This is a 3D printed robotic arm

The intent was to design something "easy" and cheap to built with a good visual impact also.

Test video: https://youtu.be/qovZKW0DxWk

I spent time to look around the web at some examples available that could be a good starting from, and between all I found interesting the phenoptix MeArm V4 project (http://www.thingiverse.com/thing:360108) especially for the simplicity and low cost of parts involved.
So I kept only the kinematics geometry and redesign all parts including the gripper

updated instruction and round ramp stl (R01), added ball stl
preliminary tests video

updated gripper r01 files

added instructables link in instruction


I made an Instructables here : http://www.instructables.com/id/EEZYbotARM/

In all joint I use M4 screws with round head
For the vertical arm I prefer to guarantee a better precision using two brass pipes. the lower one stay in position kept by the servos, the upper one is crossed by a M3 screw (I'll post a better explaining image)

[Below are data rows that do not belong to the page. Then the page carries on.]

use cqrsgen::commands::feature::{self, FeatureOptions, FeatureType};
use cqrsgen::commands::locate;
use cqrsgen::commands::templates::parse_properties;
use serial_test::serial;
use std::fs;
use std::path::{Path, PathBuf};
use tempfile::TempDir;

// ── CWD Guard ───────────────────────────────────────────────────────

struct CwdGuard {
    original: PathBuf,
}

impl CwdGuard {
    fn new(path: &Path) -> Self {
        let original = std::env::current_dir().unwrap();
        std::env::set_current_dir(path).unwrap();
        CwdGuard { original }
    }
}

impl Drop for CwdGuard {
    fn drop(&mut self) {
        let _ = std::env::set_current_dir(&self.original);
    }
}

fn scaffold_solution() {
    fs::create_dir_all("src/Acme.Payments.Application").unwrap();
    fs::create_dir_all("src/Acme.Payments.Abstraction").unwrap();
    fs::create_dir_all("src/Acme.Payments.Controllers").unwrap();
}

fn command_opts() -> FeatureOptions {
    FeatureOptions {
        feature_type: FeatureType::Command,
        endpoint: None,
        project_name: None,
        request_properties: Vec::new(),
        response_properties: Vec::new(),
        validator: true,
    }
}

// ── locate ──────────────────────────────────────────────────────────

#[test]
#[serial]
fn locate_finds_all_layers() {
    let tmp = TempDir::new().unwrap();
    let _cwd = CwdGuard::new(tmp.path());
    scaffold_solution();

    let project = locate::locate().unwrap();
    assert_eq!(project.project_name, "Acme.Payments.Application");
    assert!(project.abstraction_layer.ends_with("Acme.Payments.Abstraction"));
    assert!(project.controllers_layer.ends_with("Acme.Payments.Controllers"));
}

#[test]
#[serial]
fn locate_without_src_errors() {
    let tmp = TempDir::new().unwrap();
    let _cwd = CwdGuard::new(tmp.path());

    let result = locate::locate();
    assert!(result.is_err());
    assert!(result.unwrap_err().to_string().contains("'src'"));
}

#[test]
#[serial]
fn locate_without_application_layer_errors() {
    let tmp = TempDir::new().unwrap();
    let _cwd = CwdGuard::new(tmp.path());
    fs::create_dir_all("src").unwrap();

    let result = locate::locate();
    assert!(result.is_err());
    assert!(result.unwrap_err().to_string().contains("Application"));
}

// ── feature generation ──────────────────────────────────────────────

#[test]
#[serial]
fn generate_command_creates_all_files() {
    let tmp = TempDir::new().unwrap();
    let _cwd = CwdGuard::new(tmp.path());
    scaffold_solution();

    feature::generate("QrSale", &command_opts()).unwrap();

    let app = Path::new("src/Acme.Payments.Application/QrSale/Commands");
    assert!(app.join("QrSaleCommand.cs").exists());
    assert!(app.join("QrSaleCommandHandler.cs").exists());
    assert!(app.join("QrSaleCommandValidator.cs").exists());

    let abs = Path::new("src/Acme.Payments.Abstraction/QrSale");
    assert!(abs.join("Request/QrSaleRequest.cs").exists());
    assert!(abs.join("Response/QrSaleResponse.cs").exists());
}

#[test]
#[serial]
fn generate_query_uses_queries_folder() {
    let tmp = TempDir::new().unwrap();
    let _cwd = CwdGuard::new(tmp.path());
    scaffold_solution();

    let opts = FeatureOptions {
        feature_type: FeatureType::Query,
        ..command_opts()
    };
    feature::generate("QrSale", &opts).unwrap();

    let app = Path::new("src/Acme.Payments.Application/QrSale/Queries");
    assert!(app.join("QrSaleQuery.cs").exists());
    assert!(app.join("QrSaleQueryHandler.cs").exists());
}

#[test]
#[serial]
fn generate_without_validator_skips_validator_file() {
    let tmp = TempDir::new().unwrap();
    let _cwd = CwdGuard::new(tmp.path());
    scaffold_solution();

    let opts = FeatureOptions {
        validator: false,
        ..command_opts()
    };
    feature::generate("QrSale", &opts).unwrap();

    let app = Path::new("src/Acme.Payments.Application/QrSale/Commands");
    assert!(app.join("QrSaleCommand.cs").exists());
    assert!(!app.join("QrSaleCommandValidator.cs").exists());
}

#[test]
#[serial]
fn generate_blank_name_errors() {
    let tmp = TempDir::new().unwrap();
    let _cwd = CwdGuard::new(tmp.path());
    scaffold_solution();

    let result = feature::generate("   ", &command_opts());
    assert!(result.is_err());
    assert!(result.unwrap_err().to_string().contains("empty"));
}

#[test]
#[serial]
fn generate_existing_file_errors() {
    let tmp = TempDir::new().unwrap();
    let _cwd = CwdGuard::new(tmp.path());
    scaffold_solution();
    fs::create_dir_all("src/Acme.Payments.Application/QrSale/Commands").unwrap();
    fs::write(
        "src/Acme.Payments.Application/QrSale/Commands/QrSaleCommand.cs",
        "existing",
    )
    .unwrap();

    let result = feature::generate("QrSale", &command_opts());
    assert!(result.is_err());
    assert!(result.unwrap_err().to_string().contains("already exists"));
}

#[test]
#[serial]
fn generate_renders_request_properties() {
    let tmp = TempDir::new().unwrap();
    let _cwd = CwdGuard::new(tmp.path());
    scaffold_solution();

    let opts = FeatureOptions {
        request_properties: parse_properties("Name:string,OrderId:int"),
        ..command_opts()
    };
    feature::generate("QrSale", &opts).unwrap();

    let request =
        fs::read_to_string("src/Acme.Payments.Abstraction/QrSale/Request/QrSaleRequest.cs")
            .unwrap();
    assert!(request.contains("public string Name { get; set; }"));
    assert!(request.contains("public int OrderId { get; set; }"));
}

#[test]
#[serial]
fn generate_project_name_override_changes_namespaces() {
    let tmp = TempDir::new().unwrap();
    let _cwd = CwdGuard::new(tmp.path());
    scaffold_solution();

    let opts = FeatureOptions {
        project_name: Some("Orbit.Billing.Application".into()),
        ..command_opts()
    };
    feature::generate("QrSale", &opts).unwrap();

    let command =
        fs::read_to_string("src/Acme.Payments.Application/QrSale/Commands/QrSaleCommand.cs")
            .unwrap();
    assert!(command.contains("namespace Orbit.Billing.Application.QrSale.Commands;"));
    assert!(command.contains("using Orbit.Billing.Infrastructure.CQRS.Concrete;"));
}

// ── endpoint wiring ─────────────────────────────────────────────────

#[test]
#[serial]
fn endpoint_spliced_into_declaration_style_controller() {
    let tmp = TempDir::new().unwrap();
    let _cwd = CwdGuard::new(tmp.path());
    scaffold_solution();
    fs::create_dir_all("src/Acme.Payments.Controllers/Sale").unwrap();
    fs::write(
        "src/Acme.Payments.Controllers/Sale/SaleController.cs",
        "namespace Acme.Payments.Controllers.Sale;\n\npublic class SaleController\n{\n}\n",
    )
    .unwrap();

    let opts = FeatureOptions {
        endpoint: Some("Sale".into()),
        ..command_opts()
    };
    feature::generate("QrSale", &opts).unwrap();

    let controller =
        fs::read_to_string("src/Acme.Payments.Controllers/Sale/SaleController.cs").unwrap();
    assert!(controller.contains("[HttpPost]"));
    assert!(controller.contains("[Route(\"qr-sale\")]"));
    assert!(controller.contains("new QrSaleCommand()"));
    // Member spliced before the file's final closing brace.
    let method_pos = controller.find("[HttpPost]").unwrap();
    let last_brace = controller.rfind('}').unwrap();
    assert!(method_pos < last_brace);
}

#[test]
#[serial]
fn endpoint_spliced_inside_block_controller_with_existing_members() {
    let tmp = TempDir::new().unwrap();
    let _cwd = CwdGuard::new(tmp.path());
    scaffold_solution();
    fs::create_dir_all("src/Acme.Payments.Controllers/Sale").unwrap();
    fs::write(
        "src/Acme.Payments.Controllers/Sale/SaleController.cs",
        "namespace Acme.Payments.Controllers.Sale\n{\n    public class SaleController\n    {\n        [HttpGet]\n        public void Existing()\n        {\n        }\n    }\n}\n",
    )
    .unwrap();

    let opts = FeatureOptions {
        feature_type: FeatureType::Query,
        endpoint: Some("Sale".into()),
        ..command_opts()
    };
    feature::generate("QrSale", &opts).unwrap();

    let controller =
        fs::read_to_string("src/Acme.Payments.Controllers/Sale/SaleController.cs").unwrap();
    assert!(controller.contains("new QrSaleQuery()"));
    // Nested inside the class body: the new member sits after the existing
    // one and before the class and namespace closes.
    let new_member = controller.find("[Route(\"qr-sale\")]").unwrap();
    let existing = controller.find("Existing()").unwrap();
    let ns_close = controller.rfind('}').unwrap();
    assert!(existing < new_member);
    assert!(new_member < ns_close);
    assert!(controller.ends_with("    }\n}\n"));
}

#[test]
#[serial]
fn missing_controller_warns_but_generation_succeeds() {
    let tmp = TempDir::new().unwrap();
    let _cwd = CwdGuard::new(tmp.path());
    scaffold_solution();

    let opts = FeatureOptions {
        endpoint: Some("Ghost".into()),
        ..command_opts()
    };
    feature::generate("QrSale", &opts).unwrap();

    // Feature files exist, controller was not created.
    assert!(
        Path::new("src/Acme.Payments.Application/QrSale/Commands/QrSaleCommand.cs").exists()
    );
    assert!(!Path::new("src/Acme.Payments.Controllers/Ghost/GhostController.cs").exists());
}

First tests has been made with cheap servo sg90

than I changed the more stressed with metal gear servos MG90
only for the claw I left the plastic one (but this can be of your choice)

For driving the bot I made a lot of experiment using all the available method with arduino : sketches, potentiometers, joystick, WII nunchuck …. but at the end I discover a nice controller from Pololu that solves all the problem related to the servo driving in the easiest way. You can attach up to 6 – 12 – 24 servos depend of the controller type and it is provided with a software that give you the power to drive the servo in manual moving slides in the mean time you are able to set the values of speed and acceleration for any singular item. You can also build sequences of commands in a easy way, store them in the controller o get the code automatically. GREAT !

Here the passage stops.